Kann ich die Fritzbox weiter als Telefonanlage verwenden?

Das ist möglich und wird oft gemacht. Sie schalten die Fritzbox hinter den neuen Router und deaktivieren WLAN und Firewall der Fritzbox. Sie dient dann nur noch der Telefonie über DECT und VoIP. So behalten Sie Ihre gewohnten Telefone und umgehen die größte Hürde beim Wechsel.

Welche Fritzbox Alternative hat eine vergleichbare NAS-Funktion?
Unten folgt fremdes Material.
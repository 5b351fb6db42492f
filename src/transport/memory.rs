use std::sync::atomic::{AtomicBool, AtomicU64, Ordering};
use std::sync::{Arc, Mutex};
use tracing::{debug, info};

use super::subject::subject_matches;
use super::Transport;
use crate::error::ChatError;
use crate::event::{Event, EventSender};

/// In-process broker with NATS subject semantics.
///
/// Every publish is delivered to all matching subscriptions, including the
/// publisher's own, so echo behaviour matches a real broadcast broker.
/// Faults can be injected to exercise the error paths.
#[derive(Clone, Default)]
pub struct MemoryBroker {
    inner: Arc<BrokerInner>,
}

#[derive(Default)]
struct BrokerInner {
    subscriptions: Mutex<Vec<Subscription>>,
    published: Mutex<Vec<(String, String)>>,
    next_client: AtomicU64,
    offline: AtomicBool,
    reject_publishes: AtomicBool,
    reject_subscriptions: AtomicBool,
}

struct Subscription {
    client: u64,
    pattern: String,
    events: EventSender,
}

impl MemoryBroker {
    pub fn new() -> Self {
        Self::default()
    }

    /// Open a client connection; fails while the broker is offline
    pub fn connect(&self, events: EventSender) -> Result<MemoryTransport, ChatError> {
        if self.inner.offline.load(Ordering::SeqCst) {
            return Err(ChatError::connection("memory://", "broker is offline"));
        }

        let client = self.inner.next_client.fetch_add(1, Ordering::SeqCst);
        let _ = events.send(Event::Connected);

        info!("Memory broker client {} connected", client);

        Ok(MemoryTransport {
            broker: self.clone(),
            client,
            events,
        })
    }

    /// Deliver a payload as if a peer had published it
    ///
    /// Returns the number of subscriptions that received it.
    pub fn inject(&self, topic: &str, payload: &str) -> usize {
        self.deliver(topic, payload)
    }

    /// Take the broker down (or bring it back).
    ///
    /// Connected clients get `Event::Disconnected` / `Event::Connected`.
    pub fn set_offline(&self, offline: bool) {
        let was_offline = self.inner.offline.swap(offline, Ordering::SeqCst);
        if was_offline == offline {
            return;
        }

        let event = || {
            if offline {
                Event::Disconnected
            } else {
                Event::Connected
            }
        };

        if let Ok(subscriptions) = self.inner.subscriptions.lock() {
            let mut notified = Vec::new();
            for sub in subscriptions.iter() {
                if !notified.contains(&sub.client) {
                    notified.push(sub.client);
                    let _ = sub.events.send(event());
                }
            }
        }
    }

    /// Reject every publish with a `PublishError`
    pub fn reject_publishes(&self, reject: bool) {
        self.inner.reject_publishes.store(reject, Ordering::SeqCst);
    }

    /// Reject every subscribe with a `SubscriptionError`
    pub fn reject_subscriptions(&self, reject: bool) {
        self.inner.reject_subscriptions.store(reject, Ordering::SeqCst);
    }

    /// Every accepted publish as `(topic, payload)`, in order
    pub fn published(&self) -> Vec<(String, String)> {
        self.inner
            .published
            .lock()
            .map(|published| published.clone())
            .unwrap_or_default()
    }

    /// Number of live subscriptions across all clients
    pub fn subscription_count(&self) -> usize {
        self.inner
            .subscriptions
            .lock()
            .map(|subs| subs.len())
            .unwrap_or_default()
    }

    fn deliver(&self, topic: &str, payload: &str) -> usize {
        let Ok(mut subscriptions) = self.inner.subscriptions.lock() else {
            return 0;
        };

        // Drop subscriptions whose session has gone away
        subscriptions.retain(|sub| !sub.events.is_closed());

        let mut delivered = 0;
        for sub in subscriptions.iter() {
            if !subject_matches(&sub.pattern, topic) {
                continue;
            }
            let event = Event::MessageReceived {
                topic: topic.to_string(),
                payload: payload.to_string(),
            };
            if sub.events.send(event).is_ok() {
                delivered += 1;
            }
        }

        debug!("Delivered {} to {} subscription(s)", topic, delivered);

        delivered
    }
}

/// A client connection to a [`MemoryBroker`]
pub struct MemoryTransport {
    broker: MemoryBroker,
    client: u64,
    events: EventSender,
}

impl MemoryTransport {
    pub fn broker(&self) -> &MemoryBroker {
        &self.broker
    }

    fn remove_subscriptions(&self) {
        if let Ok(mut subscriptions) = self.broker.inner.subscriptions.lock() {
            subscriptions.retain(|sub| sub.client != self.client);
        }
    }
}

#[async_trait::async_trait]
impl Transport for MemoryTransport {
    async fn subscribe(&self, pattern: &str) -> Result<(), ChatError> {
        let inner = &self.broker.inner;

        if inner.offline.load(Ordering::SeqCst) {
            return Err(ChatError::subscription(pattern, "broker is offline"));
        }
        if inner.reject_subscriptions.load(Ordering::SeqCst) {
            return Err(ChatError::subscription(pattern, "subscription rejected"));
        }

        let mut subscriptions = inner
            .subscriptions
            .lock()
            .map_err(|_| ChatError::subscription(pattern, "broker state poisoned"))?;
        subscriptions.push(Subscription {
            client: self.client,
            pattern: pattern.to_string(),
            events: self.events.clone(),
        });

        info!("Memory broker client {} subscribed to {}", self.client, pattern);

        Ok(())
    }

    async fn publish(&self, topic: &str, payload: String) -> Result<(), ChatError> {
        let inner = &self.broker.inner;

        if inner.offline.load(Ordering::SeqCst) {
            return Err(ChatError::publish(topic, "broker is offline"));
        }
        if inner.reject_publishes.load(Ordering::SeqCst) {
            return Err(ChatError::publish(topic, "publish rejected"));
        }

        if let Ok(mut published) = inner.published.lock() {
            published.push((topic.to_string(), payload.clone()));
        }

        self.broker.deliver(topic, &payload);

        let _ = self.events.send(Event::PublishAck {
            topic: topic.to_string(),
        });

        Ok(())
    }

    async fn close(&self) -> Result<(), ChatError> {
        info!("Memory broker client {} closing", self.client);
        self.remove_subscriptions();
        Ok(())
    }

    fn name(&self) -> &str {
        "memory"
    }
}

impl Drop for MemoryTransport {
    fn drop(&mut self) {
        self.remove_subscriptions();
    }
}
//! Broker transports
//!
//! `NatsTransport` talks to a real NATS server; `MemoryBroker` is an
//! in-process broker with the same subject semantics, used for tests and
//! offline demos.

pub mod memory;
pub mod nats;
pub mod subject;

pub use memory::{MemoryBroker, MemoryTransport};
pub use nats::NatsTransport;
pub use subject::{sender_from_subject, subject_matches};

use crate::error::ChatError;

/// Pub/sub transport used by a chat session.
///
/// Connecting is implementation specific (each transport has its own
/// `connect` taking the session's event sender). Inbound messages and
/// connection changes are delivered as [`crate::Event`]s on that sender.
#[async_trait::async_trait]
pub trait Transport: Send + Sync {
    /// Subscribe to a subject pattern; matching messages arrive as
    /// `Event::MessageReceived`
    async fn subscribe(&self, pattern: &str) -> Result<(), ChatError>;

    /// Publish a payload and wait for the broker to take it
    async fn publish(&self, topic: &str, payload: String) -> Result<(), ChatError>;

    /// Release the connection and stop delivering events
    async fn close(&self) -> Result<(), ChatError>;

    /// Transport name for logging
    fn name(&self) -> &str;
}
Einige Mesh-Router und OpenWrt-Geräte verfügen über USB-Anschlüsse und können Netzwerkfreigaben bereitstellen. Die Leistung reicht aber selten an die Fritzbox-NAS heran. Wer ernsthaft Speicher im Netzwerk bereitstellen will, setzt besser auf ein separates NAS-Gerät oder einen kleinen Server, der per SMB oder NFS ins Netz eingebunden wird.

Werden Sicherheitsupdates genauso zuverlässig geliefert?

Das hängt vom Hersteller ab. AVM ist in dieser Hinsicht vorbildlich. Einige Hersteller von alternativen Routern liefern ebenfalls regelmäßig Updates, andere stellen den Support früher ein. Bei offener Firmware wie OpenWrt sind Sie selbst verantwortlich, erhalten aber oft länger Aktualisierungen als bei proprietären Systemen, solange die Hardware die Kernel-Version unterstützt.